US, Vietnam Inch Toward Renewing Ties

Further progress is linked to success of peacekeeping efforts in Cambodia and cooperation in resolving MIA issue

THE United States and Vietnam are engaged in talks that diplomats on both sides say could end the longstanding US trade embargo of Vietnam and establish diplomatic ties by next summer.Washington and Hanoi are closer than ever to reconciliation, Vietnam's Deputy Foreign Minister Le Mai said in an interview. "We understand each other better," he added. "We have made a step forward in the process of the normalization of relations between our two peoples." Mr. Mai met with Richard Solomon, assistant secretary of state for East Asian and Pacific affairs, at the US Mission to the United Nations Nov. 21. In six hours of talks, they discussed US terms for normalization. Mai pledged continued Vietnamese cooperation in US efforts to account for the 2,273 American prisoners of war and soldiers missing in action (POW-MIA) since the Vietnam War. He also reiterated Hanoi's support for free elections in Cambodia, scheduled for early 1993. If the Vietnamese keep these promises, says a senior State Department official, then partial diplomatic and trade relations between Washington and Hanoi could be achieved by June. The US, he added, will monitor the success of the Cambodian peace treaty signed in Paris in October. The Bush administration has said it would lift the trade embargo and exchange diplomats with Vietnam after the Cambodian agreement has been viable for six months. Full diplomatic relations would have to wait until after the Cambodian elections. Mai invited Mr. Solomon to visit Hanoi for the next session of talks. But the Vietnamese official predicted the meeting would be held elsewhere, within the next few months.

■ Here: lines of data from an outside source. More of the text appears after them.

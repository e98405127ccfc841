use std::future::{ready, Ready};
use std::num::NonZeroU32;
use std::sync::Arc;

use actix_web::{
    body::EitherBody,
    dev::{forward_ready, Service, ServiceRequest, ServiceResponse, Transform},
    Error, HttpMessage, ResponseError,
};
use akashi_common::{AppError, HttpError, RequestId};
use futures::future::LocalBoxFuture;
use governor::clock::{Clock, DefaultClock};
use governor::{DefaultKeyedRateLimiter, Quota};

use crate::services::api_keys::parse_api_key_header;
use crate::services::jwt::JwtManager;

/// A token-bucket rule attached to a route prefix.
pub struct RateRule {
    pub prefix: String,
    pub per_second: u32,
    pub burst: u32,
}

struct CompiledRule {
    prefix: String,
    limiter: DefaultKeyedRateLimiter<String>,
}

enum RateKey {
    Exempt,
    Key(String),
}

struct Shared {
    rules: Vec<CompiledRule>,
    jwt: Arc<JwtManager>,
    clock: DefaultClock,
}

/// Keyed token buckets per route prefix. Authenticated callers are keyed by
/// agent id (admins exempt); everything else falls back to the peer IP.
/// Clones share the same buckets, so one instance serves all workers.
#[derive(Clone)]
pub struct RateLimitLayer {
    shared: Arc<Shared>,
}

impl RateLimitLayer {
    pub fn new(rules: Vec<RateRule>, jwt: Arc<JwtManager>) -> Self {
        let compiled = rules
            .into_iter()
            .map(|rule| {
                let per_second = NonZeroU32::new(rule.per_second.max(1)).unwrap_or(NonZeroU32::MIN);
                let burst = NonZeroU32::new(rule.burst.max(1)).unwrap_or(NonZeroU32::MIN);
                CompiledRule {
                    prefix: rule.prefix,
                    limiter: DefaultKeyedRateLimiter::keyed(
                        Quota::per_second(per_second).allow_burst(burst),
                    ),
                }
            })
            .collect();
        Self {
            shared: Arc::new(Shared {
                rules: compiled,
                jwt,
                clock: DefaultClock::default(),
            }),
        }
    }
}

impl<S, B> Transform<S, ServiceRequest> for RateLimitLayer
where
    S: Service<ServiceRequest, Response = ServiceResponse<B>, Error = Error>,
    S::Future: 'static,
    B: 'static,
{
    type Response = ServiceResponse<EitherBody<B>>;
    type Error = Error;
    type InitError = ();
    type Transform = RateLimitService<S>;
    type Future = Ready<Result<Self::Transform, Self::InitError>>;

    fn new_transform(&self, service: S) -> Self::Future {
        ready(Ok(RateLimitService {
            service,
            shared: self.shared.clone(),
        }))
    }
}

pub struct RateLimitService<S> {
    service: S,
    shared: Arc<Shared>,
}

impl<S, B> Service<ServiceRequest> for RateLimitService<S>
where
    S: Service<ServiceRequest, Response = ServiceResponse<B>, Error = Error>,
    S::Future: 'static,
    B: 'static,
{
    type Response = ServiceResponse<EitherBody<B>>;
    type Error = Error;
    type Future = LocalBoxFuture<'static, Result<Self::Response, Self::Error>>;

    forward_ready!(service);

    fn call(&self, req: ServiceRequest) -> Self::Future {
        let rule = self
            .shared
            .rules
            .iter()
            .find(|rule| req.path().starts_with(&rule.prefix));

        let Some(rule) = rule else {
            let fut = self.service.call(req);
            return Box::pin(async move { fut.await.map(ServiceResponse::map_into_left_body) });
        };

        let key = match extract_key(&req, &self.shared.jwt) {
            RateKey::Exempt => {
                let fut = self.service.call(req);
                return Box::pin(
                    async move { fut.await.map(ServiceResponse::map_into_left_body) },
                );
            }
            RateKey::Key(key) => key,
        };

        match rule.limiter.check_key(&key) {
            Ok(()) => {
                let fut = self.service.call(req);
                Box::pin(async move { fut.await.map(ServiceResponse::map_into_left_body) })
            }
            Err(not_until) => {
                let wait = not_until.wait_time_from(self.shared.clock.now());
                let retry_after_secs = wait.as_secs().max(1);
                let request_id = req.extensions().get::<RequestId>().map(|r| r.0.clone());
                let err = HttpError {
                    error: AppError::RateLimited { retry_after_secs },
                    request_id,
                };
                let response = err.error_response();
                let (http_req, _payload) = req.into_parts();
                Box::pin(async move {
                    Ok(ServiceResponse::new(http_req, response).map_into_right_body())
                })
            }
        }
    }
}

/// Key choice: verified admin tokens are exempt; other credentials bucket by
/// agent id; anonymous (or unverifiable) requests bucket by peer host. A bad
/// credential is not rejected here; auth does that a layer further in.
fn extract_key(req: &ServiceRequest, jwt: &JwtManager) -> RateKey {
    if let Some(header) = req
        .headers()
        .get("Authorization")
        .and_then(|value| value.to_str().ok())
    {
        if let Some(token) = header.strip_prefix("Bearer ") {
            if let Ok(claims) = jwt.verify(token) {
                if claims.role.is_admin() {
                    return RateKey::Exempt;
                }
                return RateKey::Key(format!("agent:{}", claims.agent_id));
            }
        } else if let Some((agent_id, _secret)) = parse_api_key_header(header) {
            return RateKey::Key(format!("agent:{}", agent_id));
        }
    }

    let host = req
        .connection_info()
        .realip_remote_addr()
        .map(host_of)
        .unwrap_or_else(|| "unknown".to_string());
    RateKey::Key(format!("ip:{}", host))
}

/// Strip a trailing `:port` while leaving bare IPv6 addresses intact.
fn host_of(addr: &str) -> String {
    if let Some(rest) = addr.strip_prefix('[') {
        if let Some(end) = rest.find(']') {
            return rest[..end].to_string();
        }
    }
    match addr.rfind(':') {
        Some(idx) if addr[..idx].contains(':') => addr.to_string(), // bare IPv6
        Some(idx) => addr[..idx].to_string(),
        None => addr.to_string(),
    }
}

#[cfg(test)]
mod tests {
    use super::*;

    #[test]
    fn host_extraction_handles_port_forms() {
        assert_eq!(host_of("10.0.0.1:4433"), "10.0.0.1");
        assert_eq!(host_of("10.0.0.1"), "10.0.0.1");
        assert_eq!(host_of("[::1]:4433"), "::1");
        assert_eq!(host_of("::1"), "::1");
        assert_eq!(host_of("2001:db8::2:1"), "2001:db8::2:1");
    }
}
#[cfg(test)]
mod tests {
    use super::*;

    #[test]
    fn like_escaping_neutralizes_wildcards() {
        assert_eq!(escape_like("50%_done"), "50\\%\\_done");
        assert_eq!(escape_like("back\\slash"), "back\\\\slash");
        assert_eq!(escape_like("plain"), "plain");
    }

    #[test]
    fn trace_input_validation_rules() {
        let valid: TraceInput = serde_json::from_value(serde_json::json!({
            "agent_id": "alice",
            "decision": {
                "decision_type": "security",
                "outcome": "Use JWT",
                "confidence": 0.9
            }
        }))
        .unwrap();
        assert!(valid.validate().is_ok());

        let bad_confidence: TraceInput = serde_json::from_value(serde_json::json!({
            "agent_id": "alice",
            "decision": {
                "decision_type": "security",
                "outcome": "Use JWT",
                "confidence": 1.5
            }
        }))
        .unwrap();
        assert!(bad_confidence.validate().is_err());

        let bad_agent: TraceInput = serde_json::from_value(serde_json::json!({
            "agent_id": "bad:colon",
            "decision": {
                "decision_type": "security",
                "outcome": "Use JWT",
                "confidence": 0.5
            }
        }))
        .unwrap();
        assert!(bad_agent.validate().is_err());

        let empty_outcome: TraceInput = serde_json::from_value(serde_json::json!({
            "agent_id": "alice",
            "decision": {
                "decision_type": "security",
                "outcome": "",
                "confidence": 0.5
            }
        }))
        .unwrap();
        assert!(empty_outcome.validate().is_err());
    }

    #[test]
    fn unknown_fields_are_rejected() {
        let result: Result<TraceInput, _> = serde_json::from_value(serde_json::json!({
            "agent_id": "alice",
            "surprise": true,
            "decision": {
                "decision_type": "security",
                "outcome": "Use JWT",
                "confidence": 0.9
            }
        }));
        assert!(result.is_err());
    }
}
use std::sync::Arc;

use actix_web::{get, web, HttpResponse};
use akashi_common::HttpError;
use futures::StreamExt;
use tokio_stream::wrappers::ReceiverStream;
use uuid::Uuid;

use crate::middleware::Identity;
use crate::services::broker::{format_sse, NotificationBroker};

/// Removes the subscriber when the SSE stream is dropped, however the client
/// disconnects.
struct SubscriptionGuard {
    broker: Arc<NotificationBroker>,
    org_id: Uuid,
    subscriber_id: Uuid,
}

impl Drop for SubscriptionGuard {
    fn drop(&mut self) {
        self.broker.unsubscribe(self.org_id, self.subscriber_id);
    }
}

/// Live per-org decision and conflict events as `text/event-stream`.
#[get("/v1/subscribe")]
pub async fn subscribe(
    identity: Identity,
    broker: web::Data<NotificationBroker>,
) -> Result<HttpResponse, HttpError> {
    let claims = identity.0;
    let org_id = claims.org_id;
    let (subscriber_id, rx) = broker.subscribe(org_id);
    let guard = SubscriptionGuard {
        broker: broker.clone().into_inner(),
        org_id,
        subscriber_id,
    };

    let events = ReceiverStream::new(rx).map(move |event| {
        let _ = &guard;
        Ok::<web::Bytes, actix_web::Error>(web::Bytes::from(format_sse(&event)))
    });
    // Leading comment line lets clients observe the stream is open.
    let opening = futures::stream::once(async {
        Ok::<web::Bytes, actix_web::Error>(web::Bytes::from_static(b": subscribed\n\n"))
    });

    Ok(HttpResponse::Ok()
        .content_type("text/event-stream")
        .streaming(opening.chain(events)))
}

pub fn configure(cfg: &mut web::ServiceConfig) {
    cfg.service(subscribe);
}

Flurry of talks Washington and Hanoi have engaged in a flurry of significant diplomatic activity since late October. At that time, US Secretary of State James Baker III, in Paris for the signing of the Cambodian pact, said Washington would permit organized tours to Vietnam for groups of Americans, including veterans and business executives. The US also agreed to lift a prohibition on Vietnamese UN diplomats traveling more than 25 miles from New York. Even President Bush has used conciliatory language toward Vietnam. In a speech to the Asia Society in New York Nov. 12, the President said the US has entered into a "period of healing and constructive cooperation" with its former adversaries in Indochina. "We envision normal relations with Vietnam," Mr. Bush said, "as the logical conclusion to a step-by-step process that begins by resolving the problems in Cambodia and by addressing thoroughly, openly, and conclusively the status of American POW-MIAs." Despite soft words, the administration clings to its controversial road map, a four-phased route to normalization unveiled last April. Vietnam has neither accepted nor rejected the road map, but the talks seem to be following its path nonetheless. Both US and Vietnamese diplomats say the first phase of the road map, which addresses Cambodia, POW-MIA's, and humanitarian issues, is complete. The second stage includes allowing US telecommunications companies like AT&T to establish links with Vietnam, perhaps before next January. Revenues would be held in escrow until the trade embargo is lifted.

US business interested American companies also could sign letters of intent with Vietnam, valid at the end of the embargo. US oil companies are especially interested in securing exploration and drilling rights off the Vietnamese coast. One diplomat likened the US-Vietnamese reconciliation to an elephant: Although it travels slowly, each move is meaningful. "One step of the elephant," he observed, "is the same as three steps of the fly." There are rumors that Mai, an expert on American affairs, will replace the current Vietnamese ambassador to the UN and eventually become Hanoi's first envoy to the US.